Alexander von Humboldt and his three companions moved in single file, slowly inching forward. Without proper equipment or appropriate clothes, this was a dangerous climb. The icy wind had numbed their hands and feet, melted snow had soaked their thin shoes and ice crystals clung to their hair and beards. At 17,000 feet above sea level, they struggled to breathe in the thin air. As they proceeded, the jagged rocks shredded the soles of their shoes, and their feet began to bleed.
It was 23 June 1802, and they were climbing Chimborazo, a beautiful dome-shaped inactive volcano in the Andes that rose to almost 21,000 feet, some 100 miles to the south of Quito in today’s Ecuador. Chimborazo was then believed to be the highest mountain in the world. No wonder that their terrified porters had abandoned them at the snow line. The volcano’s peak was shrouded in thick fog but Humboldt had nonetheless pressed on.
For the previous three years, Alexander von Humboldt had been travelling through Latin America, penetrating deep into lands where few Europeans had ever gone before.

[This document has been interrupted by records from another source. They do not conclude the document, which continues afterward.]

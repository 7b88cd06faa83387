// ============================================================
// Layer 4 — Stratified K-Fold Splitter
// ============================================================
// Partitions sample positions into k folds so that every fold's
// validation part keeps the grade distribution of the whole set.
//
// How the deal works:
//   1. Group positions by grade (ascending grade order)
//   2. Shuffle each group with a ChaCha8 RNG seeded from `seed`
//   3. Deal members round-robin across the k folds, with one
//      cursor that keeps running from one grade to the next
//
// Because the cursor never resets, fold sizes differ by at most
// one, and a grade with at least k members lands in every fold.
//
// The same labels and seed always give the same folds.

use std::collections::BTreeMap;

use rand::seq::SliceRandom;
use rand::SeedableRng;
use rand_chacha::ChaCha8Rng;

use crate::domain::error::TrainError;

/// Positions of one fold, both lists sorted ascending.
#[derive(Debug, Clone, PartialEq, Eq)]
pub struct FoldIndices {
    pub train: Vec<usize>,
    pub valid: Vec<usize>,
}

/// Split positions `0..labels.len()` into `n_splits` stratified folds.
pub fn stratified_kfold(
    labels:   &[u8],
    n_splits: usize,
    seed:     u64,
) -> Result<Vec<FoldIndices>, TrainError> {
    if n_splits < 2 {
        return Err(TrainError::config(format!(
            "cross-validation needs at least 2 folds, got {n_splits}"
        )));
    }
    if n_splits > labels.len() {
        return Err(TrainError::config(format!(
            "cannot split {} samples into {n_splits} folds",
            labels.len()
        )));
    }

    let mut by_grade: BTreeMap<u8, Vec<usize>> = BTreeMap::new();
    for (i, &label) in labels.iter().enumerate() {
        by_grade.entry(label).or_default().push(i);
    }

    let mut rng = ChaCha8Rng::seed_from_u64(seed);
    let mut fold_of = vec![0usize; labels.len()];
    let mut cursor  = 0usize;

    for members in by_grade.values_mut() {
        members.shuffle(&mut rng);
        for &i in members.iter() {
            fold_of[i] = cursor % n_splits;
            cursor += 1;
        }
    }

    let folds = (0..n_splits)
        .map(|k| {
            let (valid, train): (Vec<usize>, Vec<usize>) =
                (0..labels.len()).partition(|&i| fold_of[i] == k);
            FoldIndices { train, valid }
        })
        .collect::<Vec<_>>();

    tracing::debug!(
        "Stratified {}-fold split of {} samples: validation sizes {:?}",
        n_splits,
        labels.len(),
        folds.iter().map(|f| f.valid.len()).collect::<Vec<_>>()
    );

    Ok(folds)
}

// ─── Unit Tests ───────────────────────────────────────────────────────────────
#[cfg(test)]
mod tests {
    use super::*;
    use std::collections::HashSet;

    fn skewed_labels(n: usize) -> Vec<u8> {
        // roughly 50% grade 0, 10% grade 1, 25% grade 2, 5% grade 3, 10% grade 4
        (0..n)
            .map(|i| match i % 20 {
                0..=9   => 0,
                10..=11 => 1,
                12..=16 => 2,
                17      => 3,
                _       => 4,
            })
            .collect()
    }

    #[test]
    fn test_thousand_samples_five_folds() {
        let labels = skewed_labels(1000);
        let folds  = stratified_kfold(&labels, 5, 41).unwrap();
        assert_eq!(folds.len(), 5);

        let mut seen = HashSet::new();
        for fold in &folds {
            assert_eq!(fold.valid.len(), 200);
            assert_eq!(fold.train.len(), 800);
            let valid: HashSet<_> = fold.valid.iter().collect();
            assert!(fold.train.iter().all(|i| !valid.contains(i)));
            for &i in &fold.valid {
                assert!(seen.insert(i), "position {i} validated twice");
            }
        }
        assert_eq!(seen.len(), 1000);
    }

    #[test]
    fn test_every_grade_in_every_validation_fold() {
        let labels = skewed_labels(200);
        for fold in stratified_kfold(&labels, 5, 7).unwrap() {
            let grades: HashSet<u8> = fold.valid.iter().map(|&i| labels[i]).collect();
            assert_eq!(grades.len(), 5);
            // grade 0 is half of the data, so half of each fold
            let zeros = fold.valid.iter().filter(|&&i| labels[i] == 0).count();
            assert_eq!(zeros, 20);
        }
    }

    #[test]
    fn test_same_seed_same_folds() {
        let labels = skewed_labels(333);
        assert_eq!(
            stratified_kfold(&labels, 4, 41).unwrap(),
            stratified_kfold(&labels, 4, 41).unwrap()
        );
        assert_ne!(
            stratified_kfold(&labels, 4, 41).unwrap(),
            stratified_kfold(&labels, 4, 42).unwrap()
        );
    }

    #[test]
    fn test_fold_sizes_differ_by_at_most_one() {
        let labels = skewed_labels(101);
        let sizes: Vec<usize> = stratified_kfold(&labels, 3, 1)
            .unwrap()
            .iter()
            .map(|f| f.valid.len())
            .collect();
        let min = *sizes.iter().min().unwrap();
        let max = *sizes.iter().max().unwrap();
        assert!(max - min <= 1);
        assert_eq!(sizes.iter().sum::<usize>(), 101);
    }

    #[test]
    fn test_invalid_fold_counts() {
        let labels = skewed_labels(10);
        assert!(matches!(stratified_kfold(&labels, 1, 0), Err(TrainError::Configuration(_))));
        assert!(matches!(stratified_kfold(&labels, 11, 0), Err(TrainError::Configuration(_))));
    }
}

Obsessed with scientific observation, the thirty-two-year-old had brought a vast array of the best instruments from Europe.

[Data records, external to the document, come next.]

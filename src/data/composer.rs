// ============================================================
// Layer 4 — Dataset Composer
// ============================================================
// Turns a dataset selection into one FoldSplit per fold.
//
//   1. Load the primary dataset and split it with a stratified
//      k-fold (fixed seed)
//   2. Append every secondary dataset, in full, to each fold's
//      training side
//   3. Append pseudo-labelled test images to each training side
//   4. Drop flagged duplicate images from both sides
//
// Validation samples only ever come from the primary dataset.

use std::collections::HashSet;
use std::path::PathBuf;

use anyhow::Result;

use crate::data::catalog::DatasetCatalog;
use crate::data::splitter::stratified_kfold;
use crate::data::tables::{read_duplicate_ids, read_label_table};
use crate::domain::error::TrainError;
use crate::domain::options::{DatasetSelection, SourceDataset};
use crate::domain::sample::{FoldSplit, SampleSet};

/// Composition flags taken from the run configuration.
#[derive(Debug, Clone, PartialEq)]
pub struct ComposeOptions {
    pub n_splits:          usize,
    pub seed:              u64,
    pub img_size:          u32,
    pub remove_duplicates: bool,
    /// Name of a prediction table under the pseudo-label directory
    pub pseudo_labels:     Option<String>,
}

pub struct DatasetComposer<'a> {
    catalog: &'a DatasetCatalog,
}

impl<'a> DatasetComposer<'a> {
    pub fn new(catalog: &'a DatasetCatalog) -> Self {
        Self { catalog }
    }

    pub fn compose(&self, selection: &DatasetSelection, opts: &ComposeOptions) -> Result<Vec<FoldSplit>> {
        let primary = self.load_source(selection.primary(), opts.img_size)?;
        tracing::info!(
            "Primary dataset '{}': {} images, grade counts {:?}",
            selection.primary(),
            primary.len(),
            primary.class_counts()
        );

        let mut train_extra = SampleSet::default();
        for &ds in selection.secondary() {
            let extra = self.load_source(ds, opts.img_size)?;
            tracing::info!("Secondary dataset '{}': {} images (train side only)", ds, extra.len());
            train_extra.extend(&extra);
        }

        if let Some(name) = &opts.pseudo_labels {
            let pseudo = self.load_pseudo_labels(name, opts.img_size)?;
            tracing::info!("Pseudo labels '{}': {} images (train side only)", name, pseudo.len());
            train_extra.extend(&pseudo);
        }

        let duplicates = if opts.remove_duplicates {
            self.load_duplicates(opts.img_size)?
        } else {
            HashSet::new()
        };

        Ok(compose_folds(&primary, &train_extra, &duplicates, opts.n_splits, opts.seed)?)
    }

    fn load_source(&self, ds: SourceDataset, img_size: u32) -> Result<SampleSet> {
        let layout = self.catalog.source(ds);
        let dir  = self.catalog.image_dir(ds, img_size);
        let rows = read_label_table(&layout.label_table, &layout.id_column, &layout.grade_column)?;

        let (paths, labels) = rows
            .into_iter()
            .map(|r| (layout.image_path(&dir, &r.id), r.grade))
            .unzip();
        Ok(SampleSet::new(paths, labels)?)
    }

    fn load_pseudo_labels(&self, name: &str, img_size: u32) -> Result<SampleSet> {
        let layout  = &self.catalog.test;
        let dir   = self.catalog.test_image_dir(img_size);
        let table = self.catalog.pseudo_label_table(name);
        let rows  = read_label_table(&table, &layout.id_column, &layout.grade_column)?;

        let (paths, labels) = rows
            .into_iter()
            .map(|r| (layout.image_path(&dir, &r.id), r.grade))
            .unzip();
        Ok(SampleSet::new(paths, labels)?)
    }

    /// Duplicate ids refer to APTOS images.
    fn load_duplicates(&self, img_size: u32) -> Result<HashSet<PathBuf>> {
        let ids  = read_duplicate_ids(&self.catalog.duplicate_table)?;
        let layout = self.catalog.source(SourceDataset::Aptos2019);
        let dir  = self.catalog.image_dir(SourceDataset::Aptos2019, img_size);
        Ok(ids.iter().map(|id| layout.image_path(&dir, id)).collect())
    }
}

/// Build the folds from already loaded sample sets.
///
/// `train_extra` is appended to the training side of every fold;
/// `duplicates` are removed from both sides.
pub fn compose_folds(
    primary:     &SampleSet,
    train_extra: &SampleSet,
    duplicates:  &HashSet<PathBuf>,
    n_splits:    usize,
    seed:        u64,
) -> Result<Vec<FoldSplit>, TrainError> {
    let folds = stratified_kfold(primary.labels(), n_splits, seed)?;

    let mut splits = Vec::with_capacity(folds.len());
    for (k, fold) in folds.iter().enumerate() {
        let mut train = primary.select(&fold.train);
        let mut valid = primary.select(&fold.valid);
        train.extend(train_extra);

        if !duplicates.is_empty() {
            let removed = train.remove_paths(duplicates) + valid.remove_paths(duplicates);
            tracing::debug!("Fold {}: removed {} duplicated images", k + 1, removed);
        }

        if valid.is_empty() {
            return Err(TrainError::integrity(format!(
                "fold {} has no validation images left after duplicate removal",
                k + 1
            )));
        }

        tracing::debug!("Fold {}: {} train / {} validation", k + 1, train.len(), valid.len());
        splits.push(FoldSplit::new(train, valid));
    }
    Ok(splits)
}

For the ascent of Chimborazo, he had left most of the baggage behind, but had packed a barometer, a thermometer, a sextant, an artificial horizon and a so-called ‘cyanometer’ with which he could measure the ‘blueness’ of the sky.
As they climbed, Humboldt fumbled out his instruments with numb fingers, setting them upon precariously narrow ledges to measure altitude, gravity and humidity. He meticulously listed any species encountered – here a butterfly, there a tiny flower. Everything was recorded in his notebook.
At 18,000 feet they saw a last scrap of lichen clinging to a boulder. After that all signs of organic life disappeared, because at that height there were no plants or insects. Even the condors that had accompanied their previous climbs were absent.
As the fog whitewashed the air into an eerie empty space, Humboldt felt completely removed from the inhabited world. 'It was,' he said, 'as if we were trapped inside an air balloon.'
Then, suddenly, the fog lifted, revealing Chimborazo’s snow-capped summit against the blue sky. A ‘magnificent sight’, was Humboldt’s first thought, but then he saw the huge crevasse in front of them − 65 feet wide and about 600 feet deep. But there was no other way to the top. When Humboldt measured their altitude at 19,413 feet, he discovered that they were barely 1,000 feet below the peak.
No one had ever come this high before, and no one had ever breathed such thin air. As he stood at the top of the world, looking down upon the mountain ranges folded beneath him, Humboldt began to see the world differently. He saw the earth as one great living organism where everything was connected, conceiving a bold new vision of nature that still influences the way that we understand the natural world.